Die Ambitionen am Lac Léman waren in den letzten Jahren gross. Man träumte vom Meistertitel, investierte massig Geld, aber der Erfolg blieb aus. 2019 übernahm Petr Svoboda in Lausanne als Sportdirektor, später wurde er auch Mitbesitzer und die grosse Figur im Klub. Einen Namen hatte der Tscheche in diesem Business ja längst, schliesslich hatte er als Spieler eine erfolgreiche Karriere mit 1155 NHL-Spielen absolviert, wurde mit den Montreal Canadiens 1986 Stanley Cup-Sieger und gewann 1998 mit Tschechien Olympia-Gold.
So weit, so gut, nur: Die Ambitionen und die Realität klafften in Lausanne weit auseinander. Es wurde in den letzten Jahren zwar viel Geld investiert, aber mit zu lukrativ dotierten Verträgen ebenso schnell vernichtet – eine nachhaltige, positive Wirkung blieb aus. Stattdessen sorgten zahlreiche, teilweise nur schwer nachvollziehbare Transfers je nach Sichtweise für Unterhaltung oder Unruhe, dazu kamen Trainerwechsel – und nicht das beste Händchen auch bei der Ausländerwahl. Was doch einigermassen erstaunlich ist, da Svoboda als Mann von Eishockeywelt und mit guten Beziehungen (er war Agent von Jaromir Jagr und Denis Malgin) über die besten Voraussetzungen für ein erfolgreiches Wirken verfügt hätte. So aber ging der Meistertitel zwar an den Lac Léman, aber nicht nach Lausanne, sondern zu Servette nach Genf, was natürlich besonders schmerzhaft ist.

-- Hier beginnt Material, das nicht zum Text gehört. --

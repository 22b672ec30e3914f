// SPDX-License-Identifier: MIT

//! Exercise Tracker API Server
//!
//! Tracks users and their exercise logs in Firestore and serves a small
//! JSON API for creating users, logging exercises, and querying logs.

use exercise_tracker::{config::Config, db::FirestoreDb, AppState};
use std::sync::Arc;
use tracing_subscriber::{layer::SubscriberExt, util::SubscriberInitExt};

#[tokio::main]
async fn main() -> Result<(), Box<dyn std::error::Error>> {
    init_logging();

    // Load configuration from environment
    let config = Config::from_env().expect("Failed to load configuration");
    tracing::info!(port = config.port, "Starting Exercise Tracker API");

    // Initialize Firestore database
    let db = FirestoreDb::new(&config.gcp_project_id)
        .await
        .expect("Failed to connect to Firestore");

    // Build shared state
    let state = Arc::new(AppState { config: config.clone(), db });

    // Build router
    let app = exercise_tracker::routes::create_router(state);

    // Start server
    let addr = format!("0.0.0.0:{}", config.port);
    let listener = tokio::net::TcpListener::bind(&addr).await?;
    tracing::info!(address = %addr, "Server listening");

    axum::serve(listener, app).await?;
    Ok(())
}

/// Initialize structured JSON logging.
fn init_logging() {
    let format = tracing_subscriber::fmt::layer()
        .json()
        .with_target(false)
        .with_current_span(true)
        .flatten_event(true);

    tracing_subscriber::registry()
        .with(
            tracing_subscriber::EnvFilter::from_default_env()
                .add_directive("exercise_tracker=debug".parse().unwrap())
                .add_directive("info".parse().unwrap()),
        )
        .with(format)
        .init();
}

Nun gehört die Misswirtschaft Svobodas der Vergangenheit an und lebt natürlich auch die Hoffnung auf bessere Zeiten. Auf der Goalie-Position wurde der zurückgetretene Tobias Stephan durch Connor Hughes ersetzt, der sich letzte Saison bei Gottéron ins Rampenlicht und Nati-Tor gespielt hatte und nun mit dem Letten Ivars Punnenovs ein Duo bildet. In der Defensive sorgen der von Zug ins Waadtland gekommene schwedische Offensivverteidiger Christian Djoos und der schwedisch-amerikanische Doppelbürger Lawrence Pilut, dem nachgesagt wird, dass er über ein immens grosses Kämpferherz verfügt, für frischen Wind und höhere Qualität. In der Offensive ist der Finne Antti Suomela ein vielversprechender Zuzug. Er konnte sich zwar nicht in der NHL durchsetzen (51 Spiele, 15 Punkte), war aber 2017/18 in der finnischen Liiga (60 Punkte in 59 Spielen für JYP) und letzte Saison in Schweden Topskorer (66 Punkte in 51 Spielen für Oskarshamn). Seine Saison 2022/23 in der SHL war sowieso überragend, was folgende Auszeichnungen unterstreichen: MVP, Stürmer des Jahres, meiste Tore (37), meiste Game-Winner 8), meiste Powerplay-Treffer (12). Wenn er diese Leistungen wiederholen kann, dann hat Lausanne auf dem Transfermarkt einen absoluten Glücksgriff getätigt. Andererseits schüren diese Tore und Auszeichnungen auch Erwartungen…
Die Saisonprognose
Rang 11 in der vergangenen Regular Season war natürlich weit weg von dem, was man sich in Lausanne erhofft hatte, was erwartet wird. Doch die Unruhe hat sich im ganzen Verein eingenistet. Nun ist Petr Svoboda weg – kommt auch gleich der Erfolg? Es ist eine zu optimistische Sichtweise. Der LHC muss für die Fehler der Vergangenheit auch in der nächsten Saison noch bezahlen, ein sofortiger Turnaround ist deshalb nur schwierig vorstellbar, auch wenn die Finanzen dank Milliardär Grégory Finger eigentlich keine Rolle spielen sollten. Es braucht eher noch etwas Zeit, bis der Schall und Rauch der explosiven letzten Jahre verzogen ist, der Fokus überall wieder einzig und allein auf den sportlichen Erfolg gerichtet ist und der Klub nicht nur wegen der finanziellen Potenz, sondern vor allem wegen des Erfolgspotenzials zu einer attraktiven Adresse für ambitionierte Spieler wird. Die Lausanner werden das eine oder andere Ausrufezeichen setzen, und es ist auch nicht auszuschliessen, dass sie eine der positiven Überraschungen der Saison werden, vor allem, wenn die Arbeit des in der NHL erprobten Coaches Geoff Ward ihre Früchte trägt. Denn seine Auszeichnungen als Coach of the Year in der AHL (2002/03) und als DEL-Coach der Saison 2014/15 sowie der Gewinn des Meistertitels mit den Adler Mannheim in derselben Saison hat er nicht einfach so erhalten. Wir bleiben aber dennoch zurückhaltend oder gar pessimistisch und tippen auf Rang 11.